Data shown START

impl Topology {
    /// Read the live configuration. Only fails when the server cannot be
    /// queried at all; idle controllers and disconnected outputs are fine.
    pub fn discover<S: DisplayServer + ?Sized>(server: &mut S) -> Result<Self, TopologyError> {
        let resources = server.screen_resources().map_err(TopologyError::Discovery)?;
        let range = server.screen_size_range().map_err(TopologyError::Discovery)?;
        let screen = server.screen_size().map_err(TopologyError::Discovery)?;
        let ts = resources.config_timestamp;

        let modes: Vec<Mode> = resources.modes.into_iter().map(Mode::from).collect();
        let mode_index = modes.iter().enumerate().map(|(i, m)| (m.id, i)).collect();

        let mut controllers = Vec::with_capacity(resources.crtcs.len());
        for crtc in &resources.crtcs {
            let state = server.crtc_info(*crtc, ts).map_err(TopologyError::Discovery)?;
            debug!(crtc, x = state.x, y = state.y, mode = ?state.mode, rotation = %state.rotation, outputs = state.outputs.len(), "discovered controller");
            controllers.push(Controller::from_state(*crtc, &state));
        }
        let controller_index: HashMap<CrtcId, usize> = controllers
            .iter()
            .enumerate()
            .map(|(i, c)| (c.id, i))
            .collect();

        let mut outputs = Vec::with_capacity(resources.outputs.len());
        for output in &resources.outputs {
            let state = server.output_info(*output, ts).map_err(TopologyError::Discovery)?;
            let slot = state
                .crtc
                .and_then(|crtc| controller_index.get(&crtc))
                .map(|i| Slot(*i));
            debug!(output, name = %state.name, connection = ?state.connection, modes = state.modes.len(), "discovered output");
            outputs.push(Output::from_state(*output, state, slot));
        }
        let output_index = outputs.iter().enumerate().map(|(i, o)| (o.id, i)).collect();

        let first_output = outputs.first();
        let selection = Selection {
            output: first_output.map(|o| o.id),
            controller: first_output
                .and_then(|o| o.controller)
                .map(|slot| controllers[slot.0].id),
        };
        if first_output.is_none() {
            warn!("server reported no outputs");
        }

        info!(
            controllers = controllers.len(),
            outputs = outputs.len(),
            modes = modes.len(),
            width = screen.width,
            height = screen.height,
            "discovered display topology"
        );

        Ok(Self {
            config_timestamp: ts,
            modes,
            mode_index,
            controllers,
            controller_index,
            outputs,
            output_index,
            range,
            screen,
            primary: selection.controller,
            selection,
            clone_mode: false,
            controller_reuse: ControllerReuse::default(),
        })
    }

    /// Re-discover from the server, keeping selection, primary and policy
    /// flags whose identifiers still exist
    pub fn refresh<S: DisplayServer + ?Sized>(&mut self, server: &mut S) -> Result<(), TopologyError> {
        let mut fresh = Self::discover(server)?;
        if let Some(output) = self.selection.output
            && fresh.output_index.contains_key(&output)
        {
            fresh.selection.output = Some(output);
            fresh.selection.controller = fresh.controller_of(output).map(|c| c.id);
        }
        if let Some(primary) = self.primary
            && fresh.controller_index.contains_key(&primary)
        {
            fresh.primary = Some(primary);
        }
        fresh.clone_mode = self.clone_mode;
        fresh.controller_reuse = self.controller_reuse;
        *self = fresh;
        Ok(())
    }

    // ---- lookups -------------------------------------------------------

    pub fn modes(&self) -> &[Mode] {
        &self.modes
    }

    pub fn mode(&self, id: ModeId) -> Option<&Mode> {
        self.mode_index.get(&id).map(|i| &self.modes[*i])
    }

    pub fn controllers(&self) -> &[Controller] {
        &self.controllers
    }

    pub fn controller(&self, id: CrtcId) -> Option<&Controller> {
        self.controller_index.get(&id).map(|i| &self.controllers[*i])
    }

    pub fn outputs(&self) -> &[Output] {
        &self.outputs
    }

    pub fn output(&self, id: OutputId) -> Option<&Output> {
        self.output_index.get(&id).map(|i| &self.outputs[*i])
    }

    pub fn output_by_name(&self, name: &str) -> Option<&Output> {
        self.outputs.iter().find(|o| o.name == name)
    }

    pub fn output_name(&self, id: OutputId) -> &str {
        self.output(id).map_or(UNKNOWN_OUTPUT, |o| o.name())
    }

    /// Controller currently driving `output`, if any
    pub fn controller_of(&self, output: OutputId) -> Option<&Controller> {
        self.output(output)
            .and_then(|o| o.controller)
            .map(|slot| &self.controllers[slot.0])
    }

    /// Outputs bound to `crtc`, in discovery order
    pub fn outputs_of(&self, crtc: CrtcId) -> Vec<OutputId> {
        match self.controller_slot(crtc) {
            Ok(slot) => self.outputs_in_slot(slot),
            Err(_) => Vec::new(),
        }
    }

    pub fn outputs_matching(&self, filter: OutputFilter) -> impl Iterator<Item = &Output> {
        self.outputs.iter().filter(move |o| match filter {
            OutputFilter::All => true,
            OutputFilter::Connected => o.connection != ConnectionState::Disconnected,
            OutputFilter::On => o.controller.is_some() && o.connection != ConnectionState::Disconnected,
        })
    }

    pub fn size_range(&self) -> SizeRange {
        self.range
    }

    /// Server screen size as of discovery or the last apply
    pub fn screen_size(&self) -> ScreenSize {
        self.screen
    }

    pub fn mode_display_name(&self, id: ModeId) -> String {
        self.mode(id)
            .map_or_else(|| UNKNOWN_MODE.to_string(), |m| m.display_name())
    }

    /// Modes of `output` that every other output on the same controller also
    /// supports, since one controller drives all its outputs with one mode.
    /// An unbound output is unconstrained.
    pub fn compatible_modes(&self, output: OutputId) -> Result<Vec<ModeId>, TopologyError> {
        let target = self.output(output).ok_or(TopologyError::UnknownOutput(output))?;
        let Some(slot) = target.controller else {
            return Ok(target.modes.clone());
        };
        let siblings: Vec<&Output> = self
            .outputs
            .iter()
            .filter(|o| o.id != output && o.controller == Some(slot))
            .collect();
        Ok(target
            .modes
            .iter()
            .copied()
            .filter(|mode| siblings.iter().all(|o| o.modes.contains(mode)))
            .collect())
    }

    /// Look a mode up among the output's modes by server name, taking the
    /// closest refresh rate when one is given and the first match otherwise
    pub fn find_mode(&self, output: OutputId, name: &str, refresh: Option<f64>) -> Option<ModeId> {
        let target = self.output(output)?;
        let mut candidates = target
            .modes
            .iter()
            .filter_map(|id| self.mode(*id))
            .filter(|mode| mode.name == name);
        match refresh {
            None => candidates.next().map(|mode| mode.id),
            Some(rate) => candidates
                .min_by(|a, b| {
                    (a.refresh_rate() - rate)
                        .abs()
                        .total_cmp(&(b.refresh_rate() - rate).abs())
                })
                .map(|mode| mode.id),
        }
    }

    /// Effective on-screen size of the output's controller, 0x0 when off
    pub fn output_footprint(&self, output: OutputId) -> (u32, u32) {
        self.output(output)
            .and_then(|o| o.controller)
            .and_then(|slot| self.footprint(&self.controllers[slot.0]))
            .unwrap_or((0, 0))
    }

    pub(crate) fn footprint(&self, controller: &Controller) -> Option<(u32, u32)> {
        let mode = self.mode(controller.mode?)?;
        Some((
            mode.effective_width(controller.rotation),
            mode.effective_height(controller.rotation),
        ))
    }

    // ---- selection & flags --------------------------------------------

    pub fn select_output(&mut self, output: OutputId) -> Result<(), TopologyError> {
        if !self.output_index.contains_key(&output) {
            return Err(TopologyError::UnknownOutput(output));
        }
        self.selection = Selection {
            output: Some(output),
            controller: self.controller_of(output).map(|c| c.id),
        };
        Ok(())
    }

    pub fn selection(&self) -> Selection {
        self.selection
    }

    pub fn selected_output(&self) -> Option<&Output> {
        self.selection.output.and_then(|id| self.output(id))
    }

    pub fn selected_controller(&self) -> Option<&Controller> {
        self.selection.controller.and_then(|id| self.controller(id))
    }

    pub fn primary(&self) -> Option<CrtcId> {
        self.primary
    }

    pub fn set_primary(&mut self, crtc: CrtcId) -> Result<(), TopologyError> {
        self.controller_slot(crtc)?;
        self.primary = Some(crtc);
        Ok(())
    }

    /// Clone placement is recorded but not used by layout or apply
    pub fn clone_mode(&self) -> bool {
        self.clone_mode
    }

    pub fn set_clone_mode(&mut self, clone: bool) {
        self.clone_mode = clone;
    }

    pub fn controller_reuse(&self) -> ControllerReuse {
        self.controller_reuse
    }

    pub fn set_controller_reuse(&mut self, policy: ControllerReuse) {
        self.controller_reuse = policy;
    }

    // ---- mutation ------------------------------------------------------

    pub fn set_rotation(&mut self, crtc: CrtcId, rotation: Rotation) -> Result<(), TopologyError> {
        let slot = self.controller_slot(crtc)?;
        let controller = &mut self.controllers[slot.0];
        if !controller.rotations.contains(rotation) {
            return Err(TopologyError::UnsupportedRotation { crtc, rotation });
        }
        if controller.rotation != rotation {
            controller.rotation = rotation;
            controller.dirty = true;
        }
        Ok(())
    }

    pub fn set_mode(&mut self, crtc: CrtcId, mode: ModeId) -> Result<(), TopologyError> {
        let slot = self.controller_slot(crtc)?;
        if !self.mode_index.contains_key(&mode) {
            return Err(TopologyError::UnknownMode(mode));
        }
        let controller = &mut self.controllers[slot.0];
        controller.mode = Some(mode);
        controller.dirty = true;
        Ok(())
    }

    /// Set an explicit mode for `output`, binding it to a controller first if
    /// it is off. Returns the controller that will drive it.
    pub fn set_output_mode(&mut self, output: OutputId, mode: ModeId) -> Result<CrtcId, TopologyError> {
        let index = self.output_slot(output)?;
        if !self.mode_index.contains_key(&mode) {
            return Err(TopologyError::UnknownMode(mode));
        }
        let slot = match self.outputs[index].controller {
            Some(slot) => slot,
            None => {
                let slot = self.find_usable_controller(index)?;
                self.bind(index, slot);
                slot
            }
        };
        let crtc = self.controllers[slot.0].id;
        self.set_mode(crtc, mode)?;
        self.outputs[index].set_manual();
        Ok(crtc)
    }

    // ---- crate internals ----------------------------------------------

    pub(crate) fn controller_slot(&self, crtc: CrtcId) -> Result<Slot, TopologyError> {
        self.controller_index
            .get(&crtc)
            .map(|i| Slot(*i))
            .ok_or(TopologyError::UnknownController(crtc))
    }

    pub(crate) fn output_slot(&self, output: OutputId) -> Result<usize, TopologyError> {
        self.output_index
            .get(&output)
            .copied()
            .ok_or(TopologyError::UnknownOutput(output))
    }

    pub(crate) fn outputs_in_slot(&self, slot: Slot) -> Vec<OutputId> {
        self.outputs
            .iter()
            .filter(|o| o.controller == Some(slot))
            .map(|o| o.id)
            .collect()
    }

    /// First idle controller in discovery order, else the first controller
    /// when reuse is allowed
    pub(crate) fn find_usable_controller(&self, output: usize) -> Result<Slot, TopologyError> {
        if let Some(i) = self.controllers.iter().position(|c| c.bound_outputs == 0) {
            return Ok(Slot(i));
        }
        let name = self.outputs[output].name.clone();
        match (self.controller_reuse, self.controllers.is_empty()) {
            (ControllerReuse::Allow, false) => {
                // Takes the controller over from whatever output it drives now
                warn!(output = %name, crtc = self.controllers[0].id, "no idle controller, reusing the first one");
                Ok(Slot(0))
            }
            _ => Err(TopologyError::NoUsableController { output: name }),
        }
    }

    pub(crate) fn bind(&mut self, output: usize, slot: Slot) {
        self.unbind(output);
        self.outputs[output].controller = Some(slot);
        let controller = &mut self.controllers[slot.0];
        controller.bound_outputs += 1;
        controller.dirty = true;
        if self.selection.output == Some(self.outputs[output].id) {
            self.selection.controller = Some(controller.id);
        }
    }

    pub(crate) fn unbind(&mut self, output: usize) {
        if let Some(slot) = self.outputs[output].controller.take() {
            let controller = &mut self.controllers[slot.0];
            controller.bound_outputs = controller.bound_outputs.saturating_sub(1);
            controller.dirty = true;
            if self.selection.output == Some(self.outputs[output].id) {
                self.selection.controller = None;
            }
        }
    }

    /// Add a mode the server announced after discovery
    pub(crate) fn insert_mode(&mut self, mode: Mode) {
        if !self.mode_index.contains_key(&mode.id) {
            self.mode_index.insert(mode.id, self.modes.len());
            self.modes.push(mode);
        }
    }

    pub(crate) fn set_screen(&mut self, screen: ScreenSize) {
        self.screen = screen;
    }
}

Data shown END

## To do
Lines of the material may hold the string "UnknownOutput". Copy each one that does.

## Worked solution
        let target = self.output(output).ok_or(TopologyError::UnknownOutput(output))?;
            return Err(TopologyError::UnknownOutput(output));
            .ok_or(TopologyError::UnknownOutput(output))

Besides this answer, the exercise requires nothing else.